Marty Feldstein Told Us So: The Euro and International Conflict Weblogging
Liveblogging World War II: March 22, 1943

L'Esprit de l'Escalier: March 22, 2013

L'Esprit de l'Escalier: March 22, 2013

  • Natalie Raabe nraabe@theatlantic.com wrote: "In the forthcoming issue of The Atlantic, National Correspondent Jeffrey Goldberg profiles King Abdullah II of Jordan, the most pro-American Arab leader in the Middle East—and arguably the most candid..." Would it not be much, much, much, much better if Jeffrey Goldberg conducted a series of interviews with himself, explained the bullshit he wrote in 2002 and 2003, and set out concrete steps for how we was going to operate in the future to avoid misleading his readers to such an extraordinary degree?

  • If you want to raise the Medicare and Social Security ages, you had better have a full-employment economy that produces lots of jobs...

  • At least as I read him, O'Brien does not deny that the U.S. might someday run into the unpleasant monetarist arithmetic of fiscal dominance. And his denial that the U.S. can become Greece seems to me well-founded.
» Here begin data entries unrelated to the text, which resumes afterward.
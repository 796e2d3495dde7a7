//! Subcommands scoped to the signed-in user: profile, favorites, watchlist.

use anyhow::{Context, Result};
use cinehub_api::routes::Id;
use cinehub_api::services::{FavoriteQuery, LocalUserApi, ProfileUpdate};
use cinehub_api::types::{Favorite, ItemKind};
use clap::Subcommand;
use tracing::instrument;

use super::{KindArg, log_page, or_dash};
use crate::context::AppContext;

/// `profile` subcommands.
#[derive(Subcommand)]
pub enum ProfileSubcommands {
    /// Show a profile (default: your own).
    Show {
        /// User ID.
        id: Option<Id>,
    },
    /// Edit your profile.
    Update(ProfileUpdateArgs),
}

/// Arguments for `profile update`.
#[derive(clap::Args)]
pub struct ProfileUpdateArgs {
    /// New display name.
    #[arg(long)]
    name: Option<String>,
    /// New username.
    #[arg(long)]
    username: Option<String>,
    /// New avatar URL.
    #[arg(long)]
    avatar: Option<String>,
    /// New biography.
    #[arg(long)]
    bio: Option<String>,
}

/// `favorites` subcommands.
#[derive(Subcommand)]
pub enum FavoritesSubcommands {
    /// List your favorites.
    List {
        /// Restrict to one kind.
        #[arg(long, value_enum)]
        kind: Option<KindArg>,
        /// Title search.
        #[arg(long)]
        search: Option<String>,
        /// Page number (1-based).
        #[arg(long)]
        page: Option<u32>,
    },
    /// Bookmark an item.
    Add(ItemArgs),
    /// Remove a bookmark.
    Remove(ItemArgs),
}

/// `watchlist` subcommands.
#[derive(Subcommand)]
pub enum WatchlistSubcommands {
    /// List your watchlist.
    List,
    /// Add an item to your watchlist.
    Add(ItemArgs),
    /// Remove an item from your watchlist.
    Remove {
        /// Item ID.
        item_id: Id,
    },
}

/// A catalog item reference.
#[derive(clap::Args)]
pub struct ItemArgs {
    /// Item kind.
    #[arg(value_enum)]
    pub kind: KindArg,
    /// Item ID.
    pub item_id: Id,
}

/// Runs a `profile` subcommand.
///
/// # Errors
///
/// Returns an error if not signed in or the API request fails.
#[instrument(skip_all)]
pub async fn run_profile(ctx: &AppContext, command: ProfileSubcommands) -> Result<()> {
    match command {
        ProfileSubcommands::Show { id } => {
            let id = match id {
                Some(id) => id,
                None => ctx.require_user()?.id,
            };
            let user = ctx
                .client
                .profile(id)
                .await
                .with_context(|| format!("failed to fetch profile {id}"))?;
            tracing::info!("ID:       {}", user.id);
            tracing::info!("Username: {}", user.username);
            tracing::info!("Name:     {}", user.name.as_deref().unwrap_or("-"));
            tracing::info!("Bio:      {}", user.bio.as_deref().unwrap_or("-"));
        }
        ProfileSubcommands::Update(args) => {
            let me = ctx.require_user()?;
            let update = ProfileUpdate {
                name: args.name,
                user_name: args.username,
                avatar: args.avatar,
                bio: args.bio,
            };
            let user = ctx
                .client
                .update_profile(me.id, &update)
                .await
                .context("failed to update profile")?;
            ctx.session
                .update_user(user)
                .context("failed to cache updated profile")?;
            tracing::info!("Profile updated");
        }
    }
    Ok(())
}

/// Runs a `favorites` subcommand.
///
/// # Errors
///
/// Returns an error if the API request fails.
#[instrument(skip_all)]
pub async fn run_favorites(ctx: &AppContext, command: FavoritesSubcommands) -> Result<()> {
    match command {
        FavoritesSubcommands::List { kind, search, page } => {
            let query = FavoriteQuery {
                kind: kind.map(Into::into),
                search,
                page,
                per_page: None,
            };
            let favorites = ctx
                .client
                .favorites(&query)
                .await
                .context("failed to list favorites")?;
            log_favorites(&favorites.data);
            log_page(&favorites);
        }
        FavoritesSubcommands::Add(item) => {
            let kind: ItemKind = item.kind.into();
            ctx.client
                .add_favorite(item.item_id, kind)
                .await
                .context("failed to add favorite")?;
            tracing::info!("Added {kind} {} to favorites", item.item_id);
        }
        FavoritesSubcommands::Remove(item) => {
            let kind: ItemKind = item.kind.into();
            ctx.client
                .remove_favorite(item.item_id, kind)
                .await
                .context("failed to remove favorite")?;
            tracing::info!("Removed {kind} {} from favorites", item.item_id);
        }
    }
    Ok(())
}

/// Runs a `watchlist` subcommand.
///
/// # Errors
///
/// Returns an error if not signed in or the API request fails.
#[instrument(skip_all)]
pub async fn run_watchlist(ctx: &AppContext, command: WatchlistSubcommands) -> Result<()> {
    let me = ctx.require_user()?;
    match command {
        WatchlistSubcommands::List => {
            let items = ctx
                .client
                .watchlist(me.id)
                .await
                .context("failed to fetch watchlist")?;
            log_favorites(&items);
        }
        WatchlistSubcommands::Add(item) => {
            ctx.client
                .add_to_watchlist(me.id, item.item_id, item.kind.into())
                .await
                .context("failed to add to watchlist")?;
            tracing::info!("Added {} to watchlist", item.item_id);
        }
        WatchlistSubcommands::Remove { item_id } => {
            ctx.client
                .remove_from_watchlist(me.id, item_id)
                .await
                .context("failed to remove from watchlist")?;
            tracing::info!("Removed {item_id} from watchlist");
        }
    }
    Ok(())
}

fn log_favorites(items: &[Favorite]) {
    tracing::info!("ID\tKind\tItem\tTitle");
    for item in items {
        tracing::info!(
            "{}\t{}\t{}\t{}",
            item.id,
            item.kind,
            item.item_id,
            or_dash(item.title.as_deref()),
        );
    }
}
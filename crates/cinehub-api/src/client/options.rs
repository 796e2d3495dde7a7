//! Per-call request options.

use std::fmt::Display;

use serde::Serialize;

use super::error::ApiError;

/// Query parameters and optional body attached to a single call.
///
/// The body here is only consulted when the call itself was given none,
/// which is how `delete` carries a payload.
#[derive(Debug, Clone, Default, PartialEq)]
pub struct RequestOptions {
    query: Vec<(String, String)>,
    body: Option<serde_json::Value>,
}

impl RequestOptions {
    /// Creates empty options.
    #[must_use]
    pub fn new() -> Self {
        Self::default()
    }

    /// Creates options from prepared query pairs.
    #[must_use]
    pub const fn with_query(query: Vec<(String, String)>) -> Self {
        Self { query, body: None }
    }

    /// Appends one query parameter.
    #[must_use]
    pub fn query(mut self, name: impl Into<String>, value: impl Display) -> Self {
        self.query.push((name.into(), value.to_string()));
        self
    }

    /// Attaches a JSON body.
    ///
    /// # Errors
    ///
    /// Returns `ApiError::Encode` if `body` cannot be serialized.
    pub fn body<B: Serialize + ?Sized>(mut self, body: &B) -> Result<Self, ApiError> {
        self.body = Some(serde_json::to_value(body).map_err(ApiError::Encode)?);
        Ok(self)
    }

    /// Query parameters in insertion order.
    #[must_use]
    pub fn query_pairs(&self) -> &[(String, String)] {
        &self.query
    }

    /// Attached body, if any.
    #[must_use]
    pub const fn body_value(&self) -> Option<&serde_json::Value> {
        self.body.as_ref()
    }
}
As he writes: "Countries that borrow in a currency they control play under a different set of rules. They can never run out of money to pay back what they owe, since they can always print what they need as a last resort. That's not to say they actually do or should turn to the printing-press to finance themselves. But the option to do so calms markets. After all, inflation is a lot less bad than default for creditors. That's why it's no so easy for countries that don't borrow in a currency they control. They can default. And this is a case where thinking can make things so. Indeed, as Paul De Grauwe points out, countries that don't have their own central bank, like euro members, can fall victim to self-fulfilling panics that push them into bankruptcy. In other words, markets force up interest rates because they fear default -- which then pushes them into default. It's a bank-run on a country." Where you [James Hamilton] go most wrong, I think, is in your claim that: "Whether a country is able to borrow in its own currency is completely irrelevant for the above calculation.... [P]rinting money does not generate any magical resources with which to resolve a real fiscal shortfall." But it does. A country that can print money has the option of taxing nominal debt holders and sticky-price contract participants to resolve a real fiscal shortfall. A country that cannot is forced into an explicit default that robs its debt of its status as a safe nominal asset. Unless you believe that the costs of explicit bankruptcy are trivial (and why, after Lehman Brothers, would anybody ever believe that?) the option to tax nominal debt holders and sticky-price contract participants to resolve a real fiscal shortfall is a valuable one.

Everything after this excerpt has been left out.